//! 查询结果缓存
//!
//! 键 = SHA-256(规范化查询文本 + 上下文)，值为完整响应。
//! 完全相同的重复查询直接命中，跳过执行和上游 LLM 调用。

use super::store::{CacheStats, CacheStore};
use crate::utils::config::CacheConfig;
use serde_json::Value;
use sha2::{Digest, Sha256};
use std::time::Duration;

/// 键前缀，便于 `invalidate(Some("query:"))`
pub const QUERY_KEY_PREFIX: &str = "query:";

/// 查询文本规范化 (小写 + 去首尾空白)
#[inline]
pub fn normalize_query(query: &str) -> String {
    query.trim().to_lowercase()
}

/// 计算 SHA-256 十六进制摘要
pub fn sha256_hex(input: &str) -> String {
    let mut hasher = Sha256::new();
    hasher.update(input.as_bytes());
    hex::encode(hasher.finalize())
}

/// 查询结果缓存
pub struct QueryResultCache<V> {
    store: CacheStore<V>,
}

impl<V: Clone> QueryResultCache<V> {
    pub fn new(max_entries: usize, ttl: Duration) -> Self {
        Self {
            store: CacheStore::new("query", max_entries, ttl),
        }
    }

    pub fn from_config(config: &CacheConfig) -> Self {
        Self::new(config.max_entries, config.ttl())
    }

    /// 缓存键
    ///
    /// 上下文以 JSON 文本参与哈希；serde_json 的 Map 按键排序，
    /// 因此相同上下文总是得到相同的键。
    pub fn key_for(query: &str, context: &Value) -> String {
        let material = format!("{}\u{1f}{}", normalize_query(query), context);
        format!("{}{}", QUERY_KEY_PREFIX, sha256_hex(&material))
    }

    pub fn get(&self, query: &str, context: &Value) -> Option<V> {
        self.store.get(&Self::key_for(query, context))
    }

    pub fn put(&self, query: &str, context: &Value, value: V) {
        self.store.set(Self::key_for(query, context), value, None);
    }

    pub fn put_with_ttl(&self, query: &str, context: &Value, value: V, ttl: Duration) {
        self.store.set(Self::key_for(query, context), value, Some(ttl));
    }

    pub fn remove(&self, query: &str, context: &Value) -> bool {
        self.store.delete(&Self::key_for(query, context))
    }

    pub fn invalidate(&self, pattern: Option<&str>) -> usize {
        self.store.invalidate(pattern)
    }

    pub fn get_stats(&self) -> CacheStats {
        self.store.get_stats()
    }

    pub fn store(&self) -> &CacheStore<V> {
        &self.store
    }
}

→ Work to complete: All lines in the listing above from the line containing "hasher.update(input.as_bytes());" to the line containing "pub fn from_config(config: &CacheConfig)", inclusive, should be retyped exactly; no other lines should appear.

→ Completed task:
    hasher.update(input.as_bytes());
    hex::encode(hasher.finalize())
}

/// 查询结果缓存
pub struct QueryResultCache<V> {
    store: CacheStore<V>,
}

impl<V: Clone> QueryResultCache<V> {
    pub fn new(max_entries: usize, ttl: Duration) -> Self {
        Self {
            store: CacheStore::new("query", max_entries, ttl),
        }
    }

    pub fn from_config(config: &CacheConfig) -> Self {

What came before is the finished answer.